Shopping for that best interest rate. First off, you need to be careful when using the term best, because we always want the best of anything. Remember these two old sayings? "You get what you pay for" or "If it's to good to be true, that it might not be true."
Well, the same could be said when shopping for that mortgage interest rate. I read an article last week that disturbed me some, because I felt it left some important information out. It started out that you should deal with a mortgage broker instead. Here is his statement to as why you should do this.
"Try a Mortgage Broker
Sure they’ve taken a lot of flak lately, but if you work with a mortgage broker, you can have them shop your loan scenario with a number of banks and lenders to find the best rate...."

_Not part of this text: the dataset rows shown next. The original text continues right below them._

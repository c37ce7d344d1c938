//! DataService: the single entry point route handlers use for market data.
//!
//! Wraps the provider with a (kind, identifier)-keyed TTL cache, an
//! advisory per-day call budget, and fallback substitution. Provider
//! errors never leave this module.

use std::sync::{Arc, Mutex};
use std::time::Duration;

use chrono::{NaiveDate, Utc};
use tracing::{debug, warn};

use crate::catalog;
use crate::core::cache::TtlCache;
use crate::core::record::{DataKind, MarketDataProvider, MarketRecord};

/// Advisory per-day provider call counter. Once the limit is reached the
/// service stops attempting live calls for the rest of the UTC day and
/// serves fallback data instead.
struct CallBudget {
    limit: u32,
    state: Mutex<(NaiveDate, u32)>,
}

impl CallBudget {
    fn new(limit: u32) -> Self {
        Self {
            limit,
            state: Mutex::new((Utc::now().date_naive(), 0)),
        }
    }

    fn try_acquire(&self) -> bool {
        let today = Utc::now().date_naive();
        let mut state = self.state.lock().unwrap_or_else(|e| e.into_inner());
        if state.0 != today {
            *state = (today, 0);
        }
        if state.1 >= self.limit {
            return false;
        }
        state.1 += 1;
        true
    }

    fn used_today(&self) -> u32 {
        let today = Utc::now().date_naive();
        let state = self.state.lock().unwrap_or_else(|e| e.into_inner());
        if state.0 == today { state.1 } else { 0 }
    }
}

pub struct DataService {
    provider: Arc<dyn MarketDataProvider>,
    cache: TtlCache<(DataKind, String), Vec<MarketRecord>>,
    budget: CallBudget,
}

impl DataService {
    pub fn new(provider: Arc<dyn MarketDataProvider>, ttl: Duration, daily_budget: u32) -> Self {
        Self {
            provider,
            cache: TtlCache::new(ttl),
            budget: CallBudget::new(daily_budget),
        }
    }

    /// Fetch records for one (kind, identifier) pair. Infallible by
    /// design: any provider problem degrades to fallback records tagged
    /// as such. Results, fallback included, are cached for the TTL so
    /// repeat calls return identical records without a provider attempt.
    pub async fn fetch(&self, kind: DataKind, identifier: &str) -> Vec<MarketRecord> {
        let key = (kind, identifier.to_string());
        if let Some(cached) = self.cache.get(&key).await {
            return cached;
        }

        let records = if self.budget.try_acquire() {
            match self.provider.fetch(kind, identifier).await {
                Ok(records) if !records.is_empty() => records,
                Ok(_) => {
                    warn!(%kind, identifier, "Provider returned no records, using fallback");
                    catalog::fallback_records(kind, identifier)
                }
                Err(e) => {
                    warn!(%kind, identifier, error = %e, "Provider call failed, using fallback");
                    catalog::fallback_records(kind, identifier)
                }
            }
        } else {
            warn!(
                %kind,
                identifier,
                limit = self.budget.limit,
                "Daily provider budget exhausted, using fallback"
            );
            catalog::fallback_records(kind, identifier)
        };

        debug!(%kind, identifier, count = records.len(), "Caching records");
        self.cache.put(key, records.clone()).await;
        records
    }

    /// Single-record convenience view over `fetch`.
    pub async fn quote(&self, ticker: &str) -> MarketRecord {
        self.fetch(DataKind::Quote, ticker)
            .await
            .into_iter()
            .next()
            .unwrap_or_else(|| catalog::fallback_record(ticker))
    }

    pub fn provider_calls_today(&self) -> u32 {
        self.budget.used_today()
    }
}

The first issue is that this article is written by a Mortgage Broker. And he doesn't go on to truly define the differences. You also have Banks and Mortgage Bankers. A bank would be like Wells Fargo or Bank of America, where they typically service the loan themselves and use their own rates. A Mortgage Banker can service their loans, but usually sell the loan after closing to an investor on the secondary market. This is exactly what a Mortgage Broker does. But through a broker, your loan is underwritten by another bank and sold to them at the closing table. The biggest difference is that the Mortgage Banker has full control over the loan and does everything in-house. The Mortgage Banker is also set up with 4 to 6 investors just like the Mortgage Broker, to where they can shop your rate around.
There are a few basics that you should be aware of when shopping for an interest rate.
Lock-in/Float procedures - Make sure your loan officer goes over the lock-in and floating policies before you end your conversation with them. If they don't do this, in my opinion, this is on purpose and a red flag. Why? The longer the lock period, the more expensive the rate or the cost for that rate. Most will just give you a 15 day or 30 day price when shopping.
Itemized fee worksheets - aka, the old good faith estimates. The new good faith estimates don't break down the lenders total costs. If you get some sort of fee sheet that breaks down all costs, you want to total up the lenders fees, plus points. Some lenders won't charge points, but high fees. If I only charge points and my total fees are the same, I am still cheaper. Because you get to write off a certain amount of those points. Please consult a CPA for this.
Shop Interest Rate and APR (annual percentage rate) - Be very careful. Using the APR is not always the best method, because some lenders leave out certain fees that don't have to be included. There are some other tricks also. My advice? Just shop the interest rate and lender fees.
Interest Rate advertising - Be leery of specific ads or individuals that use such terms as “best interest rates”, “cheapest rates”, “lowest rates than anywhere else”, etc, etc Most rates are very close.
Credit scores - There is more to rate than just rate. And even sometimes just the credit scores, such like income issues, actual credit issues, and so much more.
Shop on the same day - Most important tip - Always shop all lenders on the same day. Why? Interest Rates can change daily. And if one of those loan officers follows up with you, letting you know that rates went up and the others didn't, another red flag and use this when making your decision. And if the loan officer is trying to get you to float, how does one know that is the best rate? Just food for thought.
Summary : Just be careful... go with your gut at times. And those that seem to educate you the most, usually have your best interest at hand. Even if they might be an 1/8 of a percent more, that might be your best bet and not the best interest rate or the lowest interest rate. Keep that in mind, because shopping for an interest rate is not as easy as it sounds.